● **What you will do**
Lines containing the word "false" are to be copied from the data below.

● **Input records**
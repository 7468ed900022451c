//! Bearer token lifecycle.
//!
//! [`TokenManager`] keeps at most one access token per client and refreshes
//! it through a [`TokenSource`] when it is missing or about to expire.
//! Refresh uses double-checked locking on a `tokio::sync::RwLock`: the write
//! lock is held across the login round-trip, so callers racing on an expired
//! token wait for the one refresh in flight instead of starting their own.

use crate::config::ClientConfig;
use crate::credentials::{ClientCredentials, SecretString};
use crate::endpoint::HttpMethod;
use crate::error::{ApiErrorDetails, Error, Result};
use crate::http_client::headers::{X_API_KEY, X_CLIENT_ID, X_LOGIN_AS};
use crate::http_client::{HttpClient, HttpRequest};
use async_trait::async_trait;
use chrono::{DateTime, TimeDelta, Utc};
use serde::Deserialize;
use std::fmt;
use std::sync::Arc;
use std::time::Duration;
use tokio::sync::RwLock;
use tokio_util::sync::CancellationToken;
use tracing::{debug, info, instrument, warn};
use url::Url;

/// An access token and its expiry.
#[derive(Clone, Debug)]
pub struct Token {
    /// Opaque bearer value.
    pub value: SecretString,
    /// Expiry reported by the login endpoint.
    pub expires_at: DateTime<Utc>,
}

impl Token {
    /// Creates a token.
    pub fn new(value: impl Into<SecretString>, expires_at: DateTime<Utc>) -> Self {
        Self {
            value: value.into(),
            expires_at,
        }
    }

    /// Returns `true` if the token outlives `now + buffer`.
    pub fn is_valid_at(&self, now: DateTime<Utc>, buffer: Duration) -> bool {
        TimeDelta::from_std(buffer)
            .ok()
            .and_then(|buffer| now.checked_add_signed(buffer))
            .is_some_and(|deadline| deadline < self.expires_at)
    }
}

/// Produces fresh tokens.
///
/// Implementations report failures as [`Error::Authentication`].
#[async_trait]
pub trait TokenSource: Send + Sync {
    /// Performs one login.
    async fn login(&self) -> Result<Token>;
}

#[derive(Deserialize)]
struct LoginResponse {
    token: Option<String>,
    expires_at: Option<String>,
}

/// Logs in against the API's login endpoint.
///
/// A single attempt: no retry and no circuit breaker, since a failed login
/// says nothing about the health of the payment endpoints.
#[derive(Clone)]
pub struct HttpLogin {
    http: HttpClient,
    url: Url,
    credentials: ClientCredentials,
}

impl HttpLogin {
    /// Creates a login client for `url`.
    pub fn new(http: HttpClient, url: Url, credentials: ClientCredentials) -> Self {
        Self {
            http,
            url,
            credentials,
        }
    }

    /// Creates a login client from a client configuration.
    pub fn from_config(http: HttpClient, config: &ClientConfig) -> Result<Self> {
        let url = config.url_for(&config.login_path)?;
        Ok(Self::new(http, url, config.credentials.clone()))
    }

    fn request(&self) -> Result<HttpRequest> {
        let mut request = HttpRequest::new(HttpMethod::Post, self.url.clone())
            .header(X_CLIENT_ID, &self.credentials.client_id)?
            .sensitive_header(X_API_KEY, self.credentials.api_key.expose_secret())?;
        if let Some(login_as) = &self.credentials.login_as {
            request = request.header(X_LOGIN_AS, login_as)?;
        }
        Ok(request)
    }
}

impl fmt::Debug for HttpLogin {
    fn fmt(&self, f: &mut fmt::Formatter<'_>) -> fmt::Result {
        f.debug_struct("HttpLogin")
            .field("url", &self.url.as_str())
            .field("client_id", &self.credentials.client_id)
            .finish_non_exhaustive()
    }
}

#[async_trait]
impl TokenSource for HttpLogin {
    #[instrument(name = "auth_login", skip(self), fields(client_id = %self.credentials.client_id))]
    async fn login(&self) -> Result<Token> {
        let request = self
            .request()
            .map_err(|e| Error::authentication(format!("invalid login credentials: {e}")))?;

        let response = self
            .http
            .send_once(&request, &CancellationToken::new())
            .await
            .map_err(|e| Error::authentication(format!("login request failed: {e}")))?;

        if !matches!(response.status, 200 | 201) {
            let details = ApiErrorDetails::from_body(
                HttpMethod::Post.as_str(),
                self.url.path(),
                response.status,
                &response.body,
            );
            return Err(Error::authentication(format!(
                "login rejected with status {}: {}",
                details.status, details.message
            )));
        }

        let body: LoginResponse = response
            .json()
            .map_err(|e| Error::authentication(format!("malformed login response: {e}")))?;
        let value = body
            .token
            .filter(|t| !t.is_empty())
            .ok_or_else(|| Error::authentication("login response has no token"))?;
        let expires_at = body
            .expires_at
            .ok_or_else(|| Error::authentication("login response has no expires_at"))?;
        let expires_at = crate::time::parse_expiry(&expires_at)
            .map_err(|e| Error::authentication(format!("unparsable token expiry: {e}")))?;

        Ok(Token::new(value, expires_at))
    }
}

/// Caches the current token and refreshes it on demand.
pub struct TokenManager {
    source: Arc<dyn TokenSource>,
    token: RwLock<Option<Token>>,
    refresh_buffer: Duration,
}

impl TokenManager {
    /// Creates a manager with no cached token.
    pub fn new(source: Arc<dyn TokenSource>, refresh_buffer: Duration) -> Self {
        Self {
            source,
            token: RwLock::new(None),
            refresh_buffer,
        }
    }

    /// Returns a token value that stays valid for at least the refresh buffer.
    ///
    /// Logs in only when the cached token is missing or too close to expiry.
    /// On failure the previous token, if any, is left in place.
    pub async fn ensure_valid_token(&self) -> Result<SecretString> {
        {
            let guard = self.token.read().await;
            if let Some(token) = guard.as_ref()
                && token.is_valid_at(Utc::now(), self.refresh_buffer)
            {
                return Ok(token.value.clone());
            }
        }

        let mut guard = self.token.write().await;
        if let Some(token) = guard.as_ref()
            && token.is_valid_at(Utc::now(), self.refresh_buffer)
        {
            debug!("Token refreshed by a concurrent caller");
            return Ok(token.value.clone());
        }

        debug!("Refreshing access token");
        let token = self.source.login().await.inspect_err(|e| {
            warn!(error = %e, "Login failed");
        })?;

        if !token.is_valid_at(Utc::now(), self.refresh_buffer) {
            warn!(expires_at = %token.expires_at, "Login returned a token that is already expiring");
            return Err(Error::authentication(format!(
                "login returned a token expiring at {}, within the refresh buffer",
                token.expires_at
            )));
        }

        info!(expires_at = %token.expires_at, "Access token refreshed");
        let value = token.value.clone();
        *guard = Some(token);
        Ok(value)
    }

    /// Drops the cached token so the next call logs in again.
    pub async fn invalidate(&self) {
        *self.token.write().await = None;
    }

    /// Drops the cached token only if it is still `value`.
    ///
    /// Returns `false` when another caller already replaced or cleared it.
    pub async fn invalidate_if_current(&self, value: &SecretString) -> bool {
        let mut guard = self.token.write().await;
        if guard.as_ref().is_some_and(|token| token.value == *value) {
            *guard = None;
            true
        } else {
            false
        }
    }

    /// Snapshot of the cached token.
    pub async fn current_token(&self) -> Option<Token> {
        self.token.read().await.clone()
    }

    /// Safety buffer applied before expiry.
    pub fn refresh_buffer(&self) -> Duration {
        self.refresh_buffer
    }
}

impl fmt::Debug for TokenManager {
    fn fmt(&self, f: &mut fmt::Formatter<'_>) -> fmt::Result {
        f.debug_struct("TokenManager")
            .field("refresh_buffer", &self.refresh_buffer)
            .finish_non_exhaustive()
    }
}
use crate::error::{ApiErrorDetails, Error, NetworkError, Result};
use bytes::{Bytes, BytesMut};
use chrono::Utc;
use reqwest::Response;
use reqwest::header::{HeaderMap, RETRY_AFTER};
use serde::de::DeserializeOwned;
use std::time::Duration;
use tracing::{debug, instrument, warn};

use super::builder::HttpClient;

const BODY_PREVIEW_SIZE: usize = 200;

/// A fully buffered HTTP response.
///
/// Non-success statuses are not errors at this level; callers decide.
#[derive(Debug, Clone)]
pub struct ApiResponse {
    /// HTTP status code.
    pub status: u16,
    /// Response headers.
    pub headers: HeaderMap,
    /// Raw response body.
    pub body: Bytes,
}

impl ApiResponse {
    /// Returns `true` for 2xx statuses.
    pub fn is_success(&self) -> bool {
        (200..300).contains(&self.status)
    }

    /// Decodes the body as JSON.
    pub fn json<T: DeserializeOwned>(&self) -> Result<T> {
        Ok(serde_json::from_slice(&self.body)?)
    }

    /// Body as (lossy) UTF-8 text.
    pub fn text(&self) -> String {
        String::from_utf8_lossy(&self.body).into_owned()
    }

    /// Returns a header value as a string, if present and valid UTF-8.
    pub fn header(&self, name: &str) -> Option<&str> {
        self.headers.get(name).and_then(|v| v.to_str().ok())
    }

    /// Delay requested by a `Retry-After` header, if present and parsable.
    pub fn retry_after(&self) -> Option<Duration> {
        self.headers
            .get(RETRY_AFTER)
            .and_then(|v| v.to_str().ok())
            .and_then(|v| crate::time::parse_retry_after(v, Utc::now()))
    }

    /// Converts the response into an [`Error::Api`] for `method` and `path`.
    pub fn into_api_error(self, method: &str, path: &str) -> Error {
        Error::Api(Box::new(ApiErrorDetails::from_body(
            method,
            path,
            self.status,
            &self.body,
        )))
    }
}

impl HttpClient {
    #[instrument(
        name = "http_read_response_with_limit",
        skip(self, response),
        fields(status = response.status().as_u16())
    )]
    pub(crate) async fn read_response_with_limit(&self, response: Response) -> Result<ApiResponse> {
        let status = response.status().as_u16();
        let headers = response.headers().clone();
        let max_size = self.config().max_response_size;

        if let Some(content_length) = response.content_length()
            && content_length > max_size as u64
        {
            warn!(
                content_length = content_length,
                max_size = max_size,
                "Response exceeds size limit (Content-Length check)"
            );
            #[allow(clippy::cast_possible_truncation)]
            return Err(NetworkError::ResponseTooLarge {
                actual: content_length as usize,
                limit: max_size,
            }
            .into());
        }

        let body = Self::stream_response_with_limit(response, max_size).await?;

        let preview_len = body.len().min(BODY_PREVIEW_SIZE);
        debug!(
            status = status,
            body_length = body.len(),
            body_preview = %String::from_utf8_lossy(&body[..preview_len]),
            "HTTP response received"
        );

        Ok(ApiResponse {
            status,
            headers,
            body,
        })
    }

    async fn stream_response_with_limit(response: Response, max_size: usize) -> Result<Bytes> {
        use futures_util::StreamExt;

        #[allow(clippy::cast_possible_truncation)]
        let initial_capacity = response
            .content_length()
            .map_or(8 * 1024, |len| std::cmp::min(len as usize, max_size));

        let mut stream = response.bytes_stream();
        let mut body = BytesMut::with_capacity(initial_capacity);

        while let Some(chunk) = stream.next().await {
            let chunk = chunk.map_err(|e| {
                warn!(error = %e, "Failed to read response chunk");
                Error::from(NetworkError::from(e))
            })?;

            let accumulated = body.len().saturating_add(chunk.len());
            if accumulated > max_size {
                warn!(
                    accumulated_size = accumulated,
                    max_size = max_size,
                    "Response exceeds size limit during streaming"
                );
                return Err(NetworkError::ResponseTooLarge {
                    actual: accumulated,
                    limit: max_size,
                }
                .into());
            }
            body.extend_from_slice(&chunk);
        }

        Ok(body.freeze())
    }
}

● **Exercise response**
    /// Returns `false` when another caller already replaced or cleared it.
            false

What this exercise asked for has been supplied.